**TASK PROMPT:**
Copy, from the material below, each line that contains the word "columns".

**THE DATA:**
/// ETL Pipeline Module
///
/// The per-item stages the pipeline is built from:
/// - Extract: Fetch blocks and account detail from the ledger node
/// - Transform: Decode raw payloads into typed records and detect new accounts
/// - Load: Write records into the operational store and the graph store
pub mod extract;
pub mod load;
pub mod parsers;
pub mod transform;
//! Traits and enums shared by the domain records.

use std::fmt;
use std::str::FromStr;

use chrono::NaiveDate;
use serde::{Deserialize, Serialize};

use crate::errors::FinanceError;

/// Direction of money flow for transactions and categories.
#[derive(Debug, Clone, Copy, Serialize, Deserialize, PartialEq, Eq, Hash)]
#[serde(rename_all = "lowercase")]
pub enum EntryKind {
    Income,
    Expense,
}

impl EntryKind {
    pub fn is_income(self) -> bool {
        matches!(self, EntryKind::Income)
    }

    pub fn is_expense(self) -> bool {
        matches!(self, EntryKind::Expense)
    }
}

impl fmt::Display for EntryKind {
    fn fmt(&self, f: &mut fmt::Formatter<'_>) -> fmt::Result {
        let label = match self {
            EntryKind::Income => "Income",
            EntryKind::Expense => "Expense",
        };
        f.write_str(label)
    }
}

impl FromStr for EntryKind {
    type Err = FinanceError;

    fn from_str(value: &str) -> Result<Self, Self::Err> {
        match value.trim().to_ascii_lowercase().as_str() {
            "income" => Ok(EntryKind::Income),
            "expense" => Ok(EntryKind::Expense),
            other => Err(FinanceError::Validation(format!(
                "unknown entry kind `{other}` (expected income or expense)"
            ))),
        }
    }
}

pub trait Identifiable {
    fn id(&self) -> &str;
}

pub trait NamedEntity {
    fn name(&self) -> &str;
}

pub fn find_by_id<'a, T: Identifiable>(items: &'a [T], id: &str) -> Option<&'a T> {
    items.iter().find(|item| item.id() == id)
}

pub fn position_by_id<T: Identifiable>(items: &[T], id: &str) -> Option<usize> {
    items.iter().position(|item| item.id() == id)
}

/// Case-insensitive match on the display name; the first match wins.
pub fn find_by_name<'a, T: NamedEntity>(items: &'a [T], name: &str) -> Option<&'a T> {
    let wanted = name.trim();
    items
        .iter()
        .find(|item| item.name().eq_ignore_ascii_case(wanted))
}

/// Parses an ISO `YYYY-MM-DD` date string.
pub fn parse_date(value: &str) -> Result<NaiveDate, FinanceError> {
    NaiveDate::parse_from_str(value.trim(), "%Y-%m-%d")
        .map_err(|err| FinanceError::Validation(format!("invalid date `{value}`: {err}")))
}

/// Rejects negative, NaN and infinite amounts. Zero is accepted.
pub fn validate_amount(amount: f64) -> Result<f64, FinanceError> {
    if !amount.is_finite() {
        return Err(FinanceError::Validation(format!(
            "amount must be a finite number, got {amount}"
        )));
    }
    if amount < 0.0 {
        return Err(FinanceError::Validation(format!(
            "amount must not be negative, got {amount}"
        )));
    }
    Ok(amount)
}

/// Parses user text into an amount and applies [`validate_amount`].
pub fn parse_amount(value: &str) -> Result<f64, FinanceError> {
    let amount = value
        .trim()
        .parse::<f64>()
        .map_err(|_| FinanceError::Validation(format!("invalid amount `{value}`")))?;
    validate_amount(amount)
}

pub(crate) fn new_id() -> String {
    uuid::Uuid::new_v4().to_string()
}
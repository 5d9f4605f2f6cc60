use finance_reports::{cli::run_cli, init};

fn main() {
    init();

    if let Err(err) = run_cli() {
        eprintln!("Error: {err}");
        std::process::exit(1);
    }
}
pub fn parse_category(args: &[String]) -> Result<CategoryAction, CliError> {
    const USAGE: &str = "category <add|edit|remove|list> ...";
    let (action, rest) = split_action(args, USAGE)?;
    match action.as_str() {
        "add" => {
            let (positional, _) = split_flags(&rest, &[])?;
            expect_positional(&positional, 2, 2, "category add <name> <income|expense>")?;
            Ok(CategoryAction::Add {
                name: positional[0].clone(),
                kind: positional[1].parse()?,
            })
        }
        "edit" => {
            let (positional, flags) = split_flags(&rest, &["name", "type"])?;
            expect_positional(&positional, 1, 1, "category edit <category> [--name N] [--type T]")?;
            let name = flags.get("name").cloned();
            let kind = optional_kind(&flags)?;
            if name.is_none() && kind.is_none() {
                return Err(CliError::Usage("category edit: nothing to change".into()));
            }
            Ok(CategoryAction::Edit {
                category: positional[0].clone(),
                name,
                kind,
            })
        }
        "remove" => {
            let (positional, _) = split_flags(&rest, &[])?;
            expect_positional(&positional, 1, 1, "category remove <category>")?;
            Ok(CategoryAction::Remove {
                category: positional[0].clone(),
            })
        }
        "list" if rest.is_empty() => Ok(CategoryAction::List),
        other => Err(CliError::Usage(format!(
            "unknown category subcommand `{other}`"
        ))),
    }
}

pub fn parse_budget(args: &[String]) -> Result<BudgetAction, CliError> {
    const USAGE: &str = "budget <set|edit|remove|list> ...";
    let (action, rest) = split_action(args, USAGE)?;
    match action.as_str() {
        "set" => {
            let (positional, _) = split_flags(&rest, &[])?;
            expect_positional(&positional, 2, 2, "budget set <category> <amount>")?;
            Ok(BudgetAction::Set {
                category: positional[0].clone(),
                amount: parse_amount(&positional[1])?,
            })
        }
        "edit" => {
            let (positional, flags) = split_flags(&rest, &["category", "amount"])?;
            expect_positional(&positional, 1, 1, "budget edit <id> [--category C] [--amount X]")?;
            let category = flags.get("category").cloned();
            let amount = optional_amount(&flags)?;
            if category.is_none() && amount.is_none() {
                return Err(CliError::Usage("budget edit: nothing to change".into()));
            }
            Ok(BudgetAction::Edit {
                id: positional[0].clone(),
                category,
                amount,
            })
        }
        "remove" => {
            let (positional, _) = split_flags(&rest, &[])?;
            expect_positional(&positional, 1, 1, "budget remove <id>")?;
            Ok(BudgetAction::Remove {
                id: positional[0].clone(),
            })
        }
        "list" if rest.is_empty() => Ok(BudgetAction::List),
        other => Err(CliError::Usage(format!("unknown budget subcommand `{other}`"))),
    }
}
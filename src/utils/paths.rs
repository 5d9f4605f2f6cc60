use dirs::home_dir;
use std::{
    env,
    fs::{self, File},
    io::Write,
    path::{Path, PathBuf},
};

use crate::errors::Result;

const DEFAULT_DIR_NAME: &str = ".finance_reports";
const HOME_ENV: &str = "FINANCE_REPORTS_HOME";
const CONFIG_FILE: &str = "config.json";
const STORE_FILE: &str = "store.json";
const TMP_SUFFIX: &str = "tmp";

/// Returns the application data directory, defaulting to `~/.finance_reports`.
pub fn app_data_dir() -> PathBuf {
    if let Some(custom) = env::var_os(HOME_ENV) {
        return PathBuf::from(custom);
    }
    home_dir()
        .unwrap_or_else(|| PathBuf::from("."))
        .join(DEFAULT_DIR_NAME)
}

pub fn config_file_in(base: &Path) -> PathBuf {
    base.join(CONFIG_FILE)
}

pub fn store_file_in(base: &Path) -> PathBuf {
    base.join(STORE_FILE)
}

pub fn ensure_dir(path: &Path) -> Result<()> {
    if !path.exists() {
        fs::create_dir_all(path)?;
    }
    Ok(())
}

/// Sibling path used while writing, e.g. `store.json.tmp`.
pub fn tmp_path(path: &Path) -> PathBuf {
    let mut tmp = path.to_path_buf();
    let ext = match path.extension().and_then(|ext| ext.to_str()) {
        Some(existing) => format!("{}.{}", existing, TMP_SUFFIX),
        None => TMP_SUFFIX.to_string(),
    };
    tmp.set_extension(ext);
    tmp
}

/// Writes through a temp file and renames it over `path`.
pub fn write_atomic(path: &Path, data: &str) -> Result<()> {
    if let Some(parent) = path.parent() {
        ensure_dir(parent)?;
    }
    let tmp = tmp_path(path);
    let mut file = File::create(&tmp)?;
    file.write_all(data.as_bytes())?;
    file.flush()?;
    fs::rename(&tmp, path)?;
    Ok(())
}
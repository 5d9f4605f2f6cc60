use thiserror::Error;

/// Error type that captures store, storage and configuration failures.
///
/// Report functions never fail; only the layers around them return this.
#[derive(Debug, Error)]
pub enum FinanceError {
    #[error("IO error: {0}")]
    Io(#[from] std::io::Error),
    #[error("Serialization error: {0}")]
    Serde(#[from] serde_json::Error),
    #[error("Validation failed: {0}")]
    Validation(String),
    #[error("Transaction not found: {0}")]
    TransactionNotFound(String),
    #[error("Category not found: {0}")]
    CategoryNotFound(String),
    #[error("Budget not found: {0}")]
    BudgetNotFound(String),
    #[error("Configuration error: {0}")]
    Config(String),
}

pub type Result<T> = std::result::Result<T, FinanceError>;
use std::{
    fs,
    path::{Path, PathBuf},
};

use crate::{
    errors::Result,
    store::DomainStore,
    utils::paths::{store_file_in, write_atomic},
};

use super::StoreStorage;

/// Single-file JSON persistence for the domain store.
#[derive(Debug, Clone)]
pub struct JsonStoreStorage {
    path: PathBuf,
}

impl JsonStoreStorage {
    pub fn new(path: impl Into<PathBuf>) -> Self {
        Self { path: path.into() }
    }

    /// Storage at `<base>/store.json`.
    pub fn in_dir(base: &Path) -> Self {
        Self::new(store_file_in(base))
    }

    pub fn path(&self) -> &Path {
        &self.path
    }
}

impl StoreStorage for JsonStoreStorage {
    /// Loads and validates the store, or returns the seeded default store when no file exists yet.
    fn load(&self) -> Result<DomainStore> {
        if !self.path.exists() {
            tracing::info!(path = %self.path.display(), "no store file, starting with defaults");
            return Ok(DomainStore::with_default_categories());
        }
        load_store_from_path(&self.path)
    }

    fn save(&self, store: &DomainStore) -> Result<()> {
        save_store_to_path(store, &self.path)
    }
}

pub fn save_store_to_path(store: &DomainStore, path: &Path) -> Result<()> {
    let json = serde_json::to_string_pretty(store)?;
    write_atomic(path, &json)?;
    tracing::info!(path = %path.display(), "store saved");
    Ok(())
}

pub fn load_store_from_path(path: &Path) -> Result<DomainStore> {
    let data = fs::read_to_string(path)?;
    let store: DomainStore = serde_json::from_str(&data)?;
    store.validate()?;
    tracing::info!(path = %path.display(), "store loaded");
    Ok(store)
}

#[cfg(test)]
mod tests {
    use super::*;
    use crate::errors::FinanceError;
    use crate::store::DomainSource;

    #[test]
    fn missing_file_loads_default_categories() {
        let dir = tempfile::tempdir().unwrap();
        let storage = JsonStoreStorage::in_dir(dir.path());
        let store = storage.load().unwrap();
        assert_eq!(store.categories().len(), 4);
        assert!(!storage.path().exists());
    }

    #[test]
    fn save_then_load_preserves_order() {
        let dir = tempfile::tempdir().unwrap();
        let storage = JsonStoreStorage::in_dir(dir.path());
        let mut store = DomainStore::with_default_categories();
        let rent = store.categories()[2].id.clone();
        store.set_budget(rent.clone(), 900.0).unwrap();
        store.set_budget(rent, 100.0).unwrap();

        storage.save(&store).unwrap();
        let loaded = storage.load().unwrap();
        assert_eq!(loaded, store);
    }

    #[test]
    fn malformed_file_is_a_serde_error() {
        let dir = tempfile::tempdir().unwrap();
        let path = dir.path().join("store.json");
        fs::write(&path, "{ not json").unwrap();
        let err = JsonStoreStorage::new(&path).load().expect_err("bad json");
        assert!(matches!(err, FinanceError::Serde(_)));
    }

    #[test]
    fn negative_amounts_on_disk_are_rejected() {
        let dir = tempfile::tempdir().unwrap();
        let path = dir.path().join("store.json");
        fs::write(
            &path,
            r#"{
                "transactions": [
                    {"id": "t1", "amount": -40.0, "categoryId": "c1", "date": "2024-04-01",
                     "type": "expense"}
                ],
                "categories": [{"id": "c1", "name": "Food", "type": "expense"}],
                "budgets": [{"id": "b1", "categoryId": "c1", "amount": -100.0}]
            }"#,
        )
        .unwrap();
        let err = JsonStoreStorage::new(&path).load().expect_err("negative amounts");
        match err {
            FinanceError::Validation(message) => assert!(message.contains("t1"), "{message}"),
            other => panic!("unexpected error: {other}"),
        }
    }

    #[test]
    fn reads_original_record_shape() {
        let dir = tempfile::tempdir().unwrap();
        let path = dir.path().join("store.json");
        fs::write(
            &path,
            r#"{
                "transactions": [
                    {"id": "t1", "amount": 12.5, "categoryId": "c1", "date": "2024-04-01",
                     "description": "lunch", "type": "expense"}
                ],
                "categories": [{"id": "c1", "name": "Food", "type": "expense"}]
            }"#,
        )
        .unwrap();
        let store = load_store_from_path(&path).unwrap();
        assert_eq!(store.transactions()[0].description.as_deref(), Some("lunch"));
        assert!(store.budgets().is_empty());
    }
}
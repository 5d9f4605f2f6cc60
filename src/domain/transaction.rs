use chrono::NaiveDate;
use serde::{Deserialize, Serialize};

use crate::domain::common::{new_id, EntryKind, Identifiable};

/// A recorded income or expense.
///
/// `kind` is the transaction's own declared direction. It is not checked
/// against the referenced category's kind, and reports always trust it.
#[derive(Debug, Clone, Serialize, Deserialize, PartialEq)]
#[serde(rename_all = "camelCase")]
pub struct Transaction {
    pub id: String,
    pub amount: f64,
    pub category_id: String,
    pub date: NaiveDate,
    #[serde(default, skip_serializing_if = "Option::is_none")]
    pub description: Option<String>,
    #[serde(rename = "type")]
    pub kind: EntryKind,
}

impl Transaction {
    pub fn new(
        kind: EntryKind,
        amount: f64,
        category_id: impl Into<String>,
        date: NaiveDate,
    ) -> Self {
        Self {
            id: new_id(),
            amount,
            category_id: category_id.into(),
            date,
            description: None,
            kind,
        }
    }

    pub fn with_description(mut self, description: impl Into<String>) -> Self {
        self.description = Some(description.into());
        self
    }

    pub fn is_income(&self) -> bool {
        self.kind.is_income()
    }

    pub fn is_expense(&self) -> bool {
        self.kind.is_expense()
    }
}

impl Identifiable for Transaction {
    fn id(&self) -> &str {
        &self.id
    }
}

/// Input for recording a transaction; the store assigns the id.
#[derive(Debug, Clone, PartialEq)]
pub struct NewTransaction {
    pub kind: EntryKind,
    pub amount: f64,
    pub category_id: String,
    pub date: NaiveDate,
    pub description: Option<String>,
}

impl NewTransaction {
    pub fn into_transaction(self) -> Transaction {
        Transaction {
            id: new_id(),
            amount: self.amount,
            category_id: self.category_id,
            date: self.date,
            description: self.description,
            kind: self.kind,
        }
    }
}
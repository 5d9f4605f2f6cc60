/// Describes how a column should align its contents.
#[derive(Clone, Copy, Debug, PartialEq, Eq)]
pub enum Alignment {
    Left,
    Right,
}

#[derive(Clone, Debug, PartialEq, Eq)]
pub struct TableColumn {
    pub header: String,
    pub alignment: Alignment,
}

impl TableColumn {
    pub fn left(header: impl Into<String>) -> Self {
        Self {
            header: header.into(),
            alignment: Alignment::Left,
        }
    }

    pub fn right(header: impl Into<String>) -> Self {
        Self {
            header: header.into(),
            alignment: Alignment::Right,
        }
    }
}

/// A table with column metadata and rows of already formatted cells.
pub struct Table {
    pub columns: Vec<TableColumn>,
    pub rows: Vec<Vec<String>>,
    pub padding: usize,
}

impl Table {
    pub fn new(columns: Vec<TableColumn>) -> Self {
        Self {
            columns,
            rows: Vec::new(),
            padding: 1,
        }
    }

    pub fn push_row(&mut self, row: Vec<String>) {
        self.rows.push(row);
    }

    /// Widest visible text per column, headers included.
    pub fn compute_widths(&self) -> Vec<usize> {
        self.columns
            .iter()
            .enumerate()
            .map(|(idx, column)| {
                self.rows
                    .iter()
                    .filter_map(|row| row.get(idx))
                    .map(|cell| visible_width(cell))
                    .fold(visible_width(&column.header), usize::max)
            })
            .collect()
    }

    pub fn render_row(&self, row: &[String], widths: &[usize]) -> String {
        let cells: Vec<String> = self
            .columns
            .iter()
            .enumerate()
            .map(|(idx, column)| {
                let text = row.get(idx).map(|s| s.as_str()).unwrap_or("");
                render_cell(text, widths[idx], column.alignment, self.padding)
            })
            .collect();
        cells.join(" ").trim_end().to_string()
    }

    pub fn render(&self) -> String {
        let widths = self.compute_widths();
        let header: Vec<String> = self.columns.iter().map(|c| c.header.clone()).collect();

        let mut lines = vec![
            self.render_row(&header, &widths),
            horizontal_rule(&widths, self.padding),
        ];
        lines.extend(self.rows.iter().map(|row| self.render_row(row, &widths)));
        lines.join("\n")
    }
}

/// Counts characters, skipping ANSI colour escapes.
pub fn visible_width(text: &str) -> usize {
    let mut width = 0;
    let mut chars = text.chars();
    while let Some(ch) = chars.next() {
        if ch == '\u{1b}' {
            // CSI sequence ends at the first byte in 0x40..=0x7E
            for next in chars.by_ref() {
                if ('\u{40}'..='\u{7e}').contains(&next) && next != '[' {
                    break;
                }
            }
            continue;
        }
        width += 1;
    }
    width
}

pub fn render_cell(text: &str, width: usize, alignment: Alignment, padding: usize) -> String {
    let remaining = width.saturating_sub(visible_width(text));
    let (left, right) = match alignment {
        Alignment::Left => (padding, remaining + padding),
        Alignment::Right => (remaining + padding, padding),
    };
    format!("{}{}{}", " ".repeat(left), text, " ".repeat(right))
}

pub fn horizontal_rule(widths: &[usize], padding: usize) -> String {
    let total: usize =
        widths.iter().map(|w| w + padding * 2).sum::<usize>() + widths.len().saturating_sub(1);
    "-".repeat(total)
}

**REPLY TO THE EXERCISE:**
    pub columns: Vec<TableColumn>,
    pub fn new(columns: Vec<TableColumn>) -> Self {
            columns,
        self.columns
            .columns
        let header: Vec<String> = self.columns.iter().map(|c| c.header.clone()).collect();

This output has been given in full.